- _Assignment_
Repeat the records below exactly, beginning at the first line and finishing with the line that contains "let seek = config.seek_position()?;".

*** Block opens ***

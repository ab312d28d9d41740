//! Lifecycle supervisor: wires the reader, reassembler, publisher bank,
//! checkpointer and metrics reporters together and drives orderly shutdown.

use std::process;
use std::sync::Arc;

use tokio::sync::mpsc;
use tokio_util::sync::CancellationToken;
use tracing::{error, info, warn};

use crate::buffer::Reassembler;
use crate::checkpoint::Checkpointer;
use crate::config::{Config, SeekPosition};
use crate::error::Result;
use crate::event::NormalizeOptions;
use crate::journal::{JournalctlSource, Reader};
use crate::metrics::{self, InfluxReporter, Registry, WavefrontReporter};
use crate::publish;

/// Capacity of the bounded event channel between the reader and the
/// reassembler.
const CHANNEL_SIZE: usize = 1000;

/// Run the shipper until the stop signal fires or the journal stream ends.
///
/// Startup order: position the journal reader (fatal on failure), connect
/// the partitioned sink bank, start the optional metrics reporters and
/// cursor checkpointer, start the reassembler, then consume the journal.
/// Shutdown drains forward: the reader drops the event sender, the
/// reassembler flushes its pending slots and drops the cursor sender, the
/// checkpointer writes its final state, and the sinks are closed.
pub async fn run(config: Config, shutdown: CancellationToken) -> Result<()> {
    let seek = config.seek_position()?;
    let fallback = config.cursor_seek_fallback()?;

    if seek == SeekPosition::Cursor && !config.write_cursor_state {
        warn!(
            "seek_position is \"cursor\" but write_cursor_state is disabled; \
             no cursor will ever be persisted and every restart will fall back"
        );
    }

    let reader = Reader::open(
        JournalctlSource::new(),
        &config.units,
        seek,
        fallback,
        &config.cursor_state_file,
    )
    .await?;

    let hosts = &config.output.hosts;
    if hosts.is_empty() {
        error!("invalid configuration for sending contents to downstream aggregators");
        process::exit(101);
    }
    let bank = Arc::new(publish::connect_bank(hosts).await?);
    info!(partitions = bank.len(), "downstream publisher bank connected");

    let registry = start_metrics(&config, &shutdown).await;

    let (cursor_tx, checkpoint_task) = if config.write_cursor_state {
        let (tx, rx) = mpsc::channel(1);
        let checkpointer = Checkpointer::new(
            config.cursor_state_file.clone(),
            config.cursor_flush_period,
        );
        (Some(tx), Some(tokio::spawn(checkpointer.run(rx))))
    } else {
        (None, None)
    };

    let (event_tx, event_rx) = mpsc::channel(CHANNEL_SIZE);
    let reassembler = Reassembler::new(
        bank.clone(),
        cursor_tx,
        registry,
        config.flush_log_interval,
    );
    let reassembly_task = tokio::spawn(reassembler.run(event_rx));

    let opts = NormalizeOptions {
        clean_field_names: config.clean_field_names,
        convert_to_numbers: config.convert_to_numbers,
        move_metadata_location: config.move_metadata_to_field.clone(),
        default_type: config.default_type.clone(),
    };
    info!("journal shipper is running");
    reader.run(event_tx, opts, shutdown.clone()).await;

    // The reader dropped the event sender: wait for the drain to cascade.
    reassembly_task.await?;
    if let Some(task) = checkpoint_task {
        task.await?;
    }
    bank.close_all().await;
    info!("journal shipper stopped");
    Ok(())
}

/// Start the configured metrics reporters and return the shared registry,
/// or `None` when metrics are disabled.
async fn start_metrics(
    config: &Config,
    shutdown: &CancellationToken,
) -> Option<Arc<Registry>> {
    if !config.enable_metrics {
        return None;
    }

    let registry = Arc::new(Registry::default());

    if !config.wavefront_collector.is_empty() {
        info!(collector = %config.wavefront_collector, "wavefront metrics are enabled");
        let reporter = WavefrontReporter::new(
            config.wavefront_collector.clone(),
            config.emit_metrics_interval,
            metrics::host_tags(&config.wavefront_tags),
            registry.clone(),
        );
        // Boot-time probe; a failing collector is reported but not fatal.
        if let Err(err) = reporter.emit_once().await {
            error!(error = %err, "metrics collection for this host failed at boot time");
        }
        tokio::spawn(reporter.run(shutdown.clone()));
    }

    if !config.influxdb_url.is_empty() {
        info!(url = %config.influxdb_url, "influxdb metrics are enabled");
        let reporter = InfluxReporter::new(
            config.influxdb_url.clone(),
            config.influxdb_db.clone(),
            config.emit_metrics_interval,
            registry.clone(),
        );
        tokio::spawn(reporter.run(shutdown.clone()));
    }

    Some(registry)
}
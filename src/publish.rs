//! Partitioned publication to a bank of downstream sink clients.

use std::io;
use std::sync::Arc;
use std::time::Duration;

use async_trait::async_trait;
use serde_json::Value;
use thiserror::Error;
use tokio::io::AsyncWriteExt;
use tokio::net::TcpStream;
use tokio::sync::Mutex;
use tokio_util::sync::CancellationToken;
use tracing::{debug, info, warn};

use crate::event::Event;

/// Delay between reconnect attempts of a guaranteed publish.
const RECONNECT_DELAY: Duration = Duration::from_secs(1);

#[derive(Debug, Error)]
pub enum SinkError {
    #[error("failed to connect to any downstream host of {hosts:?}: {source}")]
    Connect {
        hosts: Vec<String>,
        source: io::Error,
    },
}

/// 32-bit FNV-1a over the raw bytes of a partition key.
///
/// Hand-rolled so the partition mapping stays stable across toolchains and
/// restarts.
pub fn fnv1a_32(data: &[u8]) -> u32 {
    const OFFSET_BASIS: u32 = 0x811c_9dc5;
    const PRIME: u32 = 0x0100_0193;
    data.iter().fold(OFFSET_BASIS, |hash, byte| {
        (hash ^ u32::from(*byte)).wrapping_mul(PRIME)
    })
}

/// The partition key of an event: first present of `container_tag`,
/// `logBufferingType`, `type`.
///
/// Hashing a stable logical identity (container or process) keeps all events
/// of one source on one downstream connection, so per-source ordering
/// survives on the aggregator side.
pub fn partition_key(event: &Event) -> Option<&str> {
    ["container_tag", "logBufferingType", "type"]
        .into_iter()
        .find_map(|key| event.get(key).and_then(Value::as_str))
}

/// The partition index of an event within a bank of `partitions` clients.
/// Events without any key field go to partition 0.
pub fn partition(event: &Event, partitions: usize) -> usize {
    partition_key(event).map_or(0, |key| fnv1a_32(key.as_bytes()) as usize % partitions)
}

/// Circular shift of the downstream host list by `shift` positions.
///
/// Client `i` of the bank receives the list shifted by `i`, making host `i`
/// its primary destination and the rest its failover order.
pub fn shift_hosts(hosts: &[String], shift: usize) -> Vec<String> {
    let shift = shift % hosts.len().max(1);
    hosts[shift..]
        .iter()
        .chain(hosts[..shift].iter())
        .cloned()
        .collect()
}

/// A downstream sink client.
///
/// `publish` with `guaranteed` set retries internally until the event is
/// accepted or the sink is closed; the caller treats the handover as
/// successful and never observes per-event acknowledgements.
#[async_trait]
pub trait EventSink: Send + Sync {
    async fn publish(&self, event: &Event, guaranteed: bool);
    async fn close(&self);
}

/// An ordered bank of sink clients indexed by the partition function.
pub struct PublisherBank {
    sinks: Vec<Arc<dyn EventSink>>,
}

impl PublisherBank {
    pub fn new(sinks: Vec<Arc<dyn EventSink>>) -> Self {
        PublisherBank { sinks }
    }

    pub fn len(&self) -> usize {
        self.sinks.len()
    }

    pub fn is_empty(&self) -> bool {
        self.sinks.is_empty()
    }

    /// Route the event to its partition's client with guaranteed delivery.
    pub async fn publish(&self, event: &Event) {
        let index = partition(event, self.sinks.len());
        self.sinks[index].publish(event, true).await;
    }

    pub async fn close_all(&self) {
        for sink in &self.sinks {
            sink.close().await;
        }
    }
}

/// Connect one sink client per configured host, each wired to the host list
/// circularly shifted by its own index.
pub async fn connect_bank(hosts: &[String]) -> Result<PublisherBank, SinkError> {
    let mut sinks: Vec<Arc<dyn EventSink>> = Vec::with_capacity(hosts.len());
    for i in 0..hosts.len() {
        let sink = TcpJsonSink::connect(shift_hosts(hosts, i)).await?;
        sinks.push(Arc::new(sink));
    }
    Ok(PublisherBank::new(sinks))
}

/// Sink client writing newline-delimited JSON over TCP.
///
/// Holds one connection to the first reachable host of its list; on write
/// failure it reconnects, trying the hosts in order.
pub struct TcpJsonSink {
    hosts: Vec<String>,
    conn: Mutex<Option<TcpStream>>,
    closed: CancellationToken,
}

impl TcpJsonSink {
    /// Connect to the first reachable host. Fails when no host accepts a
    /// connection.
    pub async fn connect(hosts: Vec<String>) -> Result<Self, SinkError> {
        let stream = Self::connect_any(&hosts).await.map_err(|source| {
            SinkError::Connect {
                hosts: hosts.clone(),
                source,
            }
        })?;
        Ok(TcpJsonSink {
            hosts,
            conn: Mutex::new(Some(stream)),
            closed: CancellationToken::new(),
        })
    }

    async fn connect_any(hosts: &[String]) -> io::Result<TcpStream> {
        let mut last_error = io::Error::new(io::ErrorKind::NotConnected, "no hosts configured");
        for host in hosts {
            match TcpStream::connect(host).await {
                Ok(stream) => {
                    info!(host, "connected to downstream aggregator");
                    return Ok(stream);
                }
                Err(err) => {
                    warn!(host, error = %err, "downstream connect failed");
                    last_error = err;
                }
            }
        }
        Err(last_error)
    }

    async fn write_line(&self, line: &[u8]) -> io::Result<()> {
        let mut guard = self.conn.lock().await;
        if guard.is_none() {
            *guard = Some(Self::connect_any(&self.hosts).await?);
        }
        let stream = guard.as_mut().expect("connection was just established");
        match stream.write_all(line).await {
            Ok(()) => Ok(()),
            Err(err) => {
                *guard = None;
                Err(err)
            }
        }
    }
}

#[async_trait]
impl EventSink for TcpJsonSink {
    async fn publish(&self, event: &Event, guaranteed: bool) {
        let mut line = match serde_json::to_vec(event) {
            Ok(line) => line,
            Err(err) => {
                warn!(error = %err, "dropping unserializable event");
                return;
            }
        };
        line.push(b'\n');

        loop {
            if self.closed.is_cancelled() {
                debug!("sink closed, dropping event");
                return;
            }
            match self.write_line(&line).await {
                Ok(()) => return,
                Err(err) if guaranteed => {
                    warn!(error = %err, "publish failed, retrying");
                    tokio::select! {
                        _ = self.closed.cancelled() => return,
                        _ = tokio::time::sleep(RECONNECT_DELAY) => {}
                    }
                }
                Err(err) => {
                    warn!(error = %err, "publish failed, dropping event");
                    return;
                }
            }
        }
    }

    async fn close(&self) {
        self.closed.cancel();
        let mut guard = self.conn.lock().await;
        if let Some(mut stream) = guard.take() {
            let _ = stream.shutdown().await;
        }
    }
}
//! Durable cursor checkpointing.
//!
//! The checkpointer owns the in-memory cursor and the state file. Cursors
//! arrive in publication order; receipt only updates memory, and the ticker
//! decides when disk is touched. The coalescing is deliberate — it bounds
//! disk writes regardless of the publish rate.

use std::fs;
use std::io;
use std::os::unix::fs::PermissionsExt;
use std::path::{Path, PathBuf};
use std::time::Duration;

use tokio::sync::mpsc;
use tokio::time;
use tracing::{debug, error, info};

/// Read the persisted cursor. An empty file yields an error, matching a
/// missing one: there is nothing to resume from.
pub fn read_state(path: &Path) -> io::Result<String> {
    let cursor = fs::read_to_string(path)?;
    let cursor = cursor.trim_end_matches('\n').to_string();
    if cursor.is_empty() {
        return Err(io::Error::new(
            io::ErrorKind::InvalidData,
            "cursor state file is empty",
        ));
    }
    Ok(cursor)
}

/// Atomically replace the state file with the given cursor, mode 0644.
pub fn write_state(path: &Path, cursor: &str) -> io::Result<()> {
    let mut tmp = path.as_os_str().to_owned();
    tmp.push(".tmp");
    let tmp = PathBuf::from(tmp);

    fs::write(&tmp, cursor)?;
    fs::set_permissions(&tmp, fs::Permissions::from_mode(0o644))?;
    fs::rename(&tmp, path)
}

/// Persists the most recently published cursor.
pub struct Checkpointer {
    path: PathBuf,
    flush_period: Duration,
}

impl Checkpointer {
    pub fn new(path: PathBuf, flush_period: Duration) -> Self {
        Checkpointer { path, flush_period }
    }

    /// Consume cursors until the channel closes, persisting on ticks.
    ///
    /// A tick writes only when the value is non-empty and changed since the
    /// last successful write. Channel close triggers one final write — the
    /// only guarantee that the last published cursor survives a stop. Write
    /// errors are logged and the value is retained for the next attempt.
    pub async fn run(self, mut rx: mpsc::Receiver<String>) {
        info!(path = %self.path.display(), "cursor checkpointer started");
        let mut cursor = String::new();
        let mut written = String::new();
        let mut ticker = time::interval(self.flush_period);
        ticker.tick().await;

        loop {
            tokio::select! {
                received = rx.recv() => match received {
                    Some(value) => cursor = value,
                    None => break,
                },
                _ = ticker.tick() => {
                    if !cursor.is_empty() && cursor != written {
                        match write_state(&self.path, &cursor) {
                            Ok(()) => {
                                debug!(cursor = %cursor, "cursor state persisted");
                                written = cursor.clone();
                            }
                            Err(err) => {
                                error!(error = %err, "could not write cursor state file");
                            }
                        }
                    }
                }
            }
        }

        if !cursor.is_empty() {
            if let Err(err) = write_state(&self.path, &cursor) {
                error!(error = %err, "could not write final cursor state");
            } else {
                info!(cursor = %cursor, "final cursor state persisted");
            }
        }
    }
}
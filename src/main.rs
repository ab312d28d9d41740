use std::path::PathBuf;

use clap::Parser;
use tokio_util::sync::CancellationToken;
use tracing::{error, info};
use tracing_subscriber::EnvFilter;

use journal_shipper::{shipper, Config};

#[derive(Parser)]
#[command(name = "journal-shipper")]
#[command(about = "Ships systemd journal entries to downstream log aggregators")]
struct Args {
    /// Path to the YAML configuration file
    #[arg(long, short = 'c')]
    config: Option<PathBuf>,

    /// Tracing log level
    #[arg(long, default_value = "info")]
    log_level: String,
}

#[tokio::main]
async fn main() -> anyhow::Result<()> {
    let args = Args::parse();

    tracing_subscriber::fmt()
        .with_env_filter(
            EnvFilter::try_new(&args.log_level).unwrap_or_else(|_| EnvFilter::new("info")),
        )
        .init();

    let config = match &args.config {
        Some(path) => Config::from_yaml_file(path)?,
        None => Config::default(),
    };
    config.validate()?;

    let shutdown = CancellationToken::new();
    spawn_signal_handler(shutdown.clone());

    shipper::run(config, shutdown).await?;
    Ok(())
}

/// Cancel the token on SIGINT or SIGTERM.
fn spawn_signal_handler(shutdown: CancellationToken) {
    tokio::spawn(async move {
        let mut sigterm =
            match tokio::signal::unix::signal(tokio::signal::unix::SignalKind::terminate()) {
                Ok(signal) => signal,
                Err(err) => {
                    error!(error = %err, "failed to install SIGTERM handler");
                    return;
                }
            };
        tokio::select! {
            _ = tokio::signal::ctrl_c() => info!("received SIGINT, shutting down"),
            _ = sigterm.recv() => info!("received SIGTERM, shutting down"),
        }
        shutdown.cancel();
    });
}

*** Block closes ***

- _Answer space_
repository ab312d28d9d41740
//! Lifecycle supervisor: wires the reader, reassembler, publisher bank,
//! checkpointer and metrics reporters together and drives orderly shutdown.

use std::process;
use std::sync::Arc;

use tokio::sync::mpsc;
use tokio_util::sync::CancellationToken;
use tracing::{error, info, warn};

use crate::buffer::Reassembler;
use crate::checkpoint::Checkpointer;
use crate::config::{Config, SeekPosition};
use crate::error::Result;
use crate::event::NormalizeOptions;
use crate::journal::{JournalctlSource, Reader};
use crate::metrics::{self, InfluxReporter, Registry, WavefrontReporter};
use crate::publish;

/// Capacity of the bounded event channel between the reader and the
/// reassembler.
const CHANNEL_SIZE: usize = 1000;

/// Run the shipper until the stop signal fires or the journal stream ends.
///
/// Startup order: position the journal reader (fatal on failure), connect
/// the partitioned sink bank, start the optional metrics reporters and
/// cursor checkpointer, start the reassembler, then consume the journal.
/// Shutdown drains forward: the reader drops the event sender, the
/// reassembler flushes its pending slots and drops the cursor sender, the
/// checkpointer writes its final state, and the sinks are closed.
pub async fn run(config: Config, shutdown: CancellationToken) -> Result<()> {
    let seek = config.seek_position()?;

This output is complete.